*Aim of the task*
Note how many lines in these entries contain "FaultStateMachine", and reply with that number alone.

*** Data listing Section Begins ***

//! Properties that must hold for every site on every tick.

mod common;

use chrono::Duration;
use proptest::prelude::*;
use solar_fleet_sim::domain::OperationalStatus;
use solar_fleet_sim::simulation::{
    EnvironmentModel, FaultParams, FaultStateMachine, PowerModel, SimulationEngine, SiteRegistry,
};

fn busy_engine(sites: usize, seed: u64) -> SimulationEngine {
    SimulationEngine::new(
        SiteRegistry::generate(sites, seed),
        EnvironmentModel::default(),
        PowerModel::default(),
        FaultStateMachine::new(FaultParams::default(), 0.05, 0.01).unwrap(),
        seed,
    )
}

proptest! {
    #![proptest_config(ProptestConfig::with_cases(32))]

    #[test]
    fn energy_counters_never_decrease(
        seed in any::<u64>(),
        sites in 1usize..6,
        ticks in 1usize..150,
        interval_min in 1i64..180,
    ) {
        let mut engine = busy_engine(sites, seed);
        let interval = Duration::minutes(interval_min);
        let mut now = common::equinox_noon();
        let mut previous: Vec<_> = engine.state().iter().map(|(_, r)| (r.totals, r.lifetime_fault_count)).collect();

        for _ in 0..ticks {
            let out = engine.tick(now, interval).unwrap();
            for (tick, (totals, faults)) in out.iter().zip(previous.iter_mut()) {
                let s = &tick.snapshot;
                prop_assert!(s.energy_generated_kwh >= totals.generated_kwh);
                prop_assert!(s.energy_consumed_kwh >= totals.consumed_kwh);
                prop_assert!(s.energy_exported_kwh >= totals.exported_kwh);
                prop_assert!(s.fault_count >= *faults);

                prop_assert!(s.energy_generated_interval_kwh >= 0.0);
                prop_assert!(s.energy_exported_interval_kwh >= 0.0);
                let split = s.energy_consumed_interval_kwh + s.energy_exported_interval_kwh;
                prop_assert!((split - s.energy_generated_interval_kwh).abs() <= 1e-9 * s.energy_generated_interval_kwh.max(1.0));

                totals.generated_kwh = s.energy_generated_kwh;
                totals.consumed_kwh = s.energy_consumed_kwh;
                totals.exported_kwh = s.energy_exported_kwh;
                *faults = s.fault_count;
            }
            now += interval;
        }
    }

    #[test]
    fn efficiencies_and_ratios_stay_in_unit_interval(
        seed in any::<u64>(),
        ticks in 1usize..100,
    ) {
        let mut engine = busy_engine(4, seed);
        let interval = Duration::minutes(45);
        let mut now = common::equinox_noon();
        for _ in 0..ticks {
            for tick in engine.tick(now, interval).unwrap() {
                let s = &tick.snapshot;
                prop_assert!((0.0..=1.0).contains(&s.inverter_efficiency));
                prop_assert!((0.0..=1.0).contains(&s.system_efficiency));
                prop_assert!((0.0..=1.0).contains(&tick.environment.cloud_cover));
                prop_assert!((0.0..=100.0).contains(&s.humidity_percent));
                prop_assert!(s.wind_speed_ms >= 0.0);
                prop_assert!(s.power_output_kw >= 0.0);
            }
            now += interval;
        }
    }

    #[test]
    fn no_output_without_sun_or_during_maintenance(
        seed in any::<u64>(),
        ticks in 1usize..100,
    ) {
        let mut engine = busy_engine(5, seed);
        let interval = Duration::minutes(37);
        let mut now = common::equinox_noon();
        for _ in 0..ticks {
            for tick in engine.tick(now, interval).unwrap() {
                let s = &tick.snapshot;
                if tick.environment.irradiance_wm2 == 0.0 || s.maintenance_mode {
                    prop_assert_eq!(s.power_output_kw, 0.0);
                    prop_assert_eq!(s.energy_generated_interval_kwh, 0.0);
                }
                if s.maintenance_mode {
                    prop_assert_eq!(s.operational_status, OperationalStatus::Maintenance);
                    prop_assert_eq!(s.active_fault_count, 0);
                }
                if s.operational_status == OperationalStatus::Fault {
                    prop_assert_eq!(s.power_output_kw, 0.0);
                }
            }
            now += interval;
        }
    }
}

*** Data listing Section Ends ***

*Answer section*
2